Saving the best for last, I also read more of the Metamorphoses this weekend, finishing up the story of Phaethon. There's not much to say about it, except that Ovid's word-play dazzles. I think he's my favorite Latin poet -- Catullus probably has my favorite individual lines, but I enjoy reading Ovid more on the whole.

I almost forgot Red Panda, the last (for a while) of the Queen and Country comics. Compared to the first Q & C book (which is reviewed somewhere in this blog), it was wonderful to see Tara's return to comics. The comic form really suits Rucka's talents, where you can have long stretches with no dialogue. Sometimes, three panels of two protagonists sitting near each other, saying nothing, can be incredibly eloquent. I'm still hoping that Patriot Games, the 2nd Q & C book is as good as the comics. Hope springs eternal, as they say...

Sunday, March 2, 2008

Winter of the Wolf Moon, Iliad, Invincible

I've read a few books in the loooong while since I last wrote in this blog. A whole bunch of Three Kingdoms, but I don't have much to say about it. I'll probably post more after I read the next 10 chapters.

After some posts on quartertothree.com, I decided to give Invincible a try. Essentially, it's working very similar territory to Astro City, playing with the concept of of superheroes, and a world in which there are many superheroes all flying around. There's a huge twist around issue 10, and, even knowing it was coming, I had no idea what it was going to be. But, after that, the book sort of lost its momentum. Our hero has just had his entire world collapse around him, and the next couple of issues present that really well. But then, life goes on, and it's not quite so good -- I guess I kept hoping for something with the impact of that "twist" issue, and there wasn't anything.

I'm reading more of book 13 of the Iliad, where there's some inconclusive back-and-forth between the Trojans and the Greeks. I'm actually quite enjoying it -- some nice Homeric similes, like one likening an arrow to beans been blown by a winnowing fan. In addition, we get some nice alliteration, and the way Homer switches back and forth between the combatants is really beautiful.
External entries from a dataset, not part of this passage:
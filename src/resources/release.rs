//! `apptrust_application_version_release`: release a version to production.

use async_trait::async_trait;
use serde_json::Value;

use super::action::{base_schema, promotion_body, promotion_schema, ActionSpec};
use super::Resource;
use crate::client::ApiClient;
use crate::error::ProviderError;
use crate::schema::Schema;

const RELEASE: ActionSpec = ActionSpec {
    verb: "release",
    endpoint: "release",
    identifying: &["application_key", "version"],
    import_format: "Import ID must be application_key:version",
    body: promotion_body,
    stored: &[
        "promotion_type",
        "included_repository_keys",
        "excluded_repository_keys",
        "promotion_authorization_type",
    ],
};

/// The `apptrust_application_version_release` resource.
#[derive(Debug, Default, Clone, Copy)]
pub struct ReleaseResource;

impl ReleaseResource {
    /// Type name of this resource.
    pub const TYPE_NAME: &'static str = "apptrust_application_version_release";

    /// Constructor used by the registry.
    pub fn boxed() -> Box<dyn Resource> {
        Box::new(Self)
    }
}

#[async_trait]
impl Resource for ReleaseResource {
    fn type_name(&self) -> &'static str {
        Self::TYPE_NAME
    }

    fn schema(&self) -> Schema {
        promotion_schema(base_schema(
            "Releases an application version to the PROD stage.",
            "application_key:version",
            "The application version to release.",
        ))
    }

    async fn create(&self, client: &ApiClient, plan: &Value) -> Result<Value, ProviderError> {
        RELEASE.create(client, plan).await
    }

    async fn read(&self, _client: &ApiClient, state: &Value) -> Result<Option<Value>, ProviderError> {
        RELEASE.restate(state).map(Some)
    }

    async fn update(
        &self,
        _client: &ApiClient,
        _prior: &Value,
        plan: &Value,
    ) -> Result<Value, ProviderError> {
        RELEASE.restate(plan)
    }

    async fn delete(&self, _client: &ApiClient, _state: &Value) -> Result<(), ProviderError> {
        Ok(())
    }

    fn import(&self, id: &str) -> Result<Value, ProviderError> {
        RELEASE.import(id)
    }
}
//! Read-only AppTrust data sources.
//!
//! A data source takes its configuration (filters, keys, paging) and returns
//! that same object with the computed attributes filled in. Unlike resource
//! reads there is no prior state, so how a 404 is handled is decided per
//! data source: some report an error, others an empty result.

use async_trait::async_trait;
use serde::Serialize;
use serde_json::{Map, Value};

use crate::client::{ApiClient, Query};
use crate::error::ProviderError;
use crate::schema::{Diagnostic, Schema};
use crate::validation;

pub mod application;
pub mod application_versions;
pub mod applications;
pub mod bound_package_versions;
pub mod package_bindings;
pub mod version_promotions;
pub mod version_status;

pub use application::ApplicationDataSource;
pub use application_versions::ApplicationVersionsDataSource;
pub use applications::ApplicationsDataSource;
pub use bound_package_versions::BoundPackageVersionsDataSource;
pub use package_bindings::PackageBindingsDataSource;
pub use version_promotions::VersionPromotionsDataSource;
pub use version_status::VersionStatusDataSource;

/// A read-only view onto the API.
#[async_trait]
pub trait DataSource: Send + Sync {
    /// Type name, e.g. `apptrust_applications`.
    fn type_name(&self) -> &'static str;

    /// Schema of the configuration and the computed result.
    fn schema(&self) -> Schema;

    /// Validate configuration. The default checks it against [`DataSource::schema`].
    fn validate(&self, config: &Value) -> Vec<Diagnostic> {
        validation::validate(&self.schema(), config)
    }

    /// Fetch and return `config` with the computed attributes set.
    async fn read(&self, client: &ApiClient, config: &Value) -> Result<Value, ProviderError>;
}

/// Copy `config` and overlay `computed` on it.
pub(crate) fn with_computed<'a>(
    config: &Value,
    computed: impl IntoIterator<Item = (&'a str, Value)>,
) -> Value {
    let mut out = config.as_object().cloned().unwrap_or_else(Map::new);
    for (name, value) in computed {
        out.insert(name.to_string(), value);
    }
    Value::Object(out)
}

/// Build a query from scalar configuration attributes, as `(parameter,
/// attribute)` pairs. Null and missing attributes are skipped.
pub(crate) fn query_from(config: &Value, params: &[(&str, &str)]) -> Query {
    let mut query = Query::new();
    for (param, attr) in params {
        query.push_opt(param, config.get(*attr).and_then(scalar_string));
    }
    query
}

fn scalar_string(value: &Value) -> Option<String> {
    match value {
        Value::String(s) => Some(s.clone()),
        Value::Number(n) => Some(n.to_string()),
        Value::Bool(b) => Some(b.to_string()),
        _ => None,
    }
}

/// Serialize a response model into the value stored in the result.
pub(crate) fn to_value<T: Serialize>(value: &T) -> Result<Value, ProviderError> {
    Ok(serde_json::to_value(value)?)
}
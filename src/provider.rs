//! [`AppTrustProvider`]: the [`ProviderService`] implementation.
//!
//! The provider starts unconfigured. `configure` resolves the provider block
//! against the environment and builds the shared [`ApiClient`]; every remote
//! operation before that fails with [`ProviderError::Configuration`].

use std::sync::Arc;

use serde_json::Value;
use tokio::sync::RwLock;
use tracing::{debug, info, instrument, warn};

use crate::client::ApiClient;
use crate::config::{provider_schema, ProviderConfig};
use crate::error::ProviderError;
use crate::registry::Registry;
use crate::schema::{has_errors, summarize_errors, Diagnostic, ProviderSchema};
use crate::service::ProviderService;
use crate::types::ImportedResource;
use crate::validation;

type EnvLookup = Arc<dyn Fn(&str) -> Option<String> + Send + Sync>;

/// The JFrog AppTrust provider.
pub struct AppTrustProvider {
    registry: Registry,
    env: EnvLookup,
    client: RwLock<Option<ApiClient>>,
}

impl Default for AppTrustProvider {
    fn default() -> Self {
        Self::new(Registry::apptrust())
    }
}

impl AppTrustProvider {
    /// A provider over `registry` that reads the process environment.
    pub fn new(registry: Registry) -> Self {
        Self::with_env(registry, |name| std::env::var(name).ok())
    }

    /// A provider that resolves environment variables through `lookup`.
    pub fn with_env(
        registry: Registry,
        lookup: impl Fn(&str) -> Option<String> + Send + Sync + 'static,
    ) -> Self {
        Self {
            registry,
            env: Arc::new(lookup),
            client: RwLock::new(None),
        }
    }

    /// Whether `configure` has succeeded.
    pub async fn is_configured(&self) -> bool {
        self.client.read().await.is_some()
    }

    async fn client(&self) -> Result<ApiClient, ProviderError> {
        self.client.read().await.clone().ok_or_else(|| {
            ProviderError::Configuration(
                "The provider has not been configured. Call configure first.".to_string(),
            )
        })
    }
}

fn ensure_no_errors(diagnostics: &[Diagnostic]) -> Result<(), ProviderError> {
    match summarize_errors(diagnostics) {
        Some(message) => Err(ProviderError::Validation(message)),
        None => Ok(()),
    }
}

#[async_trait::async_trait]
impl ProviderService for AppTrustProvider {
    fn schema(&self) -> ProviderSchema {
        let mut schema = ProviderSchema::new().with_provider_config(provider_schema());
        for name in self.registry.resource_types() {
            if let Ok(resource) = self.registry.resource(name) {
                schema = schema.with_resource(name, resource.schema());
            }
        }
        for name in self.registry.data_source_types() {
            if let Ok(data_source) = self.registry.data_source(name) {
                schema = schema.with_data_source(name, data_source.schema());
            }
        }
        schema
    }

    async fn validate_provider_config(&self, config: Value) -> Result<Vec<Diagnostic>, ProviderError> {
        let mut diagnostics = validation::validate(&provider_schema(), &config);
        if !has_errors(&diagnostics) {
            diagnostics.extend(ProviderConfig::from_value(&config)?.validate());
        }
        Ok(diagnostics)
    }

    #[instrument(skip_all)]
    async fn configure(&self, config: Value) -> Result<Vec<Diagnostic>, ProviderError> {
        let mut diagnostics = self.validate_provider_config(config.clone()).await?;
        if has_errors(&diagnostics) {
            return Ok(diagnostics);
        }

        let resolved = match ProviderConfig::from_value(&config)?.resolve(|name| (self.env)(name)) {
            Ok(resolved) => resolved,
            Err(errors) => {
                warn!("provider configuration incomplete");
                diagnostics.extend(errors);
                return Ok(diagnostics);
            },
        };

        let client = ApiClient::new(&resolved)?;
        info!(url = %resolved.url, "provider configured");
        *self.client.write().await = Some(client);
        Ok(diagnostics)
    }

    async fn validate_resource_config(
        &self,
        resource_type: &str,
        config: Value,
    ) -> Result<Vec<Diagnostic>, ProviderError> {
        Ok(self.registry.resource(resource_type)?.validate(&config))
    }

    #[instrument(skip(self, planned_state))]
    async fn create(&self, resource_type: &str, planned_state: Value) -> Result<Value, ProviderError> {
        let resource = self.registry.resource(resource_type)?;
        ensure_no_errors(&resource.validate(&planned_state))?;
        let client = self.client().await?;
        resource.create(&client, &planned_state).await
    }

    #[instrument(skip(self, current_state))]
    async fn read(
        &self,
        resource_type: &str,
        current_state: Value,
    ) -> Result<Option<Value>, ProviderError> {
        let resource = self.registry.resource(resource_type)?;
        let client = self.client().await?;
        let state = resource.read(&client, &current_state).await?;
        if state.is_none() {
            debug!("resource no longer exists");
        }
        Ok(state)
    }

    #[instrument(skip(self, prior_state, planned_state))]
    async fn update(
        &self,
        resource_type: &str,
        prior_state: Value,
        planned_state: Value,
    ) -> Result<Value, ProviderError> {
        let resource = self.registry.resource(resource_type)?;
        ensure_no_errors(&resource.validate(&planned_state))?;
        let client = self.client().await?;
        resource.update(&client, &prior_state, &planned_state).await
    }

    #[instrument(skip(self, current_state))]
    async fn delete(&self, resource_type: &str, current_state: Value) -> Result<(), ProviderError> {
        let resource = self.registry.resource(resource_type)?;
        let client = self.client().await?;
        resource.delete(&client, &current_state).await
    }

    async fn import_resource(
        &self,
        resource_type: &str,
        id: &str,
    ) -> Result<Vec<ImportedResource>, ProviderError> {
        let state = self.registry.resource(resource_type)?.import(id)?;
        Ok(vec![ImportedResource::new(resource_type, state)])
    }

    async fn validate_data_source_config(
        &self,
        data_source_type: &str,
        config: Value,
    ) -> Result<Vec<Diagnostic>, ProviderError> {
        Ok(self.registry.data_source(data_source_type)?.validate(&config))
    }

    #[instrument(skip(self, config))]
    async fn read_data_source(
        &self,
        data_source_type: &str,
        config: Value,
    ) -> Result<Value, ProviderError> {
        let data_source = self.registry.data_source(data_source_type)?;
        ensure_no_errors(&data_source.validate(&config))?;
        let client = self.client().await?;
        data_source.read(&client, &config).await
    }
}

#[cfg(test)]
mod tests {
    use super::*;
    use serde_json::json;

    fn provider_without_env() -> AppTrustProvider {
        AppTrustProvider::with_env(Registry::apptrust(), |_| None)
    }

    #[test]
    fn test_schema_lists_every_type() {
        let provider = provider_without_env();
        let metadata = provider.metadata();
        assert_eq!(metadata.resources.len(), 6);
        assert_eq!(metadata.data_sources.len(), 7);
        assert!(provider.schema().provider.attributes.contains_key("access_token"));
    }

    #[tokio::test]
    async fn test_operations_require_configuration() {
        let provider = provider_without_env();
        let err = provider
            .read("apptrust_application", json!({"id": "web"}))
            .await
            .unwrap_err();
        assert!(matches!(err, ProviderError::Configuration(_)));
    }

    #[tokio::test]
    async fn test_configure_reports_missing_url() {
        let provider = provider_without_env();
        let diagnostics = provider.configure(json!({"access_token": "t"})).await.unwrap();
        assert!(has_errors(&diagnostics));
        assert_eq!(diagnostics[0].summary, "Missing URL Configuration");
        assert!(!provider.is_configured().await);
    }

    #[tokio::test]
    async fn test_configure_from_env() {
        let provider = AppTrustProvider::with_env(Registry::apptrust(), |name| match name {
            "JFROG_URL" => Some("https://acme.jfrog.io/".to_string()),
            "JFROG_ACCESS_TOKEN" => Some("token".to_string()),
            _ => None,
        });
        let diagnostics = provider.configure(Value::Null).await.unwrap();
        assert!(diagnostics.is_empty());
        assert!(provider.is_configured().await);
    }

    #[tokio::test]
    async fn test_invalid_plan_is_rejected_before_any_request() {
        let provider = AppTrustProvider::with_env(Registry::apptrust(), |_| None);
        provider
            .configure(json!({"url": "http://127.0.0.1:9", "access_token": "t"}))
            .await
            .unwrap();
        let err = provider
            .create(
                "apptrust_application",
                json!({"application_key": "Bad Key", "application_name": "x", "project_key": "p"}),
            )
            .await
            .unwrap_err();
        assert!(matches!(err, ProviderError::Validation(ref m) if m.contains("Invalid application_key")));
    }

    #[tokio::test]
    async fn test_unknown_types() {
        let provider = provider_without_env();
        assert!(matches!(
            provider.import_resource("apptrust_project", "p").await,
            Err(ProviderError::UnknownResource(_))
        ));
        assert!(matches!(
            provider.validate_data_source_config("apptrust_project", json!({})).await,
            Err(ProviderError::UnknownResource(_))
        ));
    }

    #[tokio::test]
    async fn test_import_wraps_state() {
        let imported = provider_without_env()
            .import_resource("apptrust_application_version", "web:1.2.3")
            .await
            .unwrap();
        assert_eq!(imported.len(), 1);
        assert_eq!(imported[0].state["version"], json!("1.2.3"));
    }
}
I read the second Alex McKnight book this weekend. Just like the first, the big climax is anti-climactic, though in a different way. Alex gets involved in a mob drug operation, and the mob boss kidnaps him to get some info. In a Robert Crais book, for example, this would lead to a huge showdown, lots of bullets flying. Instead, though, the mob boss just leaves him to freeze -- Alex is just too small-fry -- and that's the end of the confrontation. They go their separate ways, the mafia guy presumably goes on dealing, and that's it. Somehow, the book still feels satisfying, and certainly makes more sense than if Alex had been able to take down this top-level mafia guy.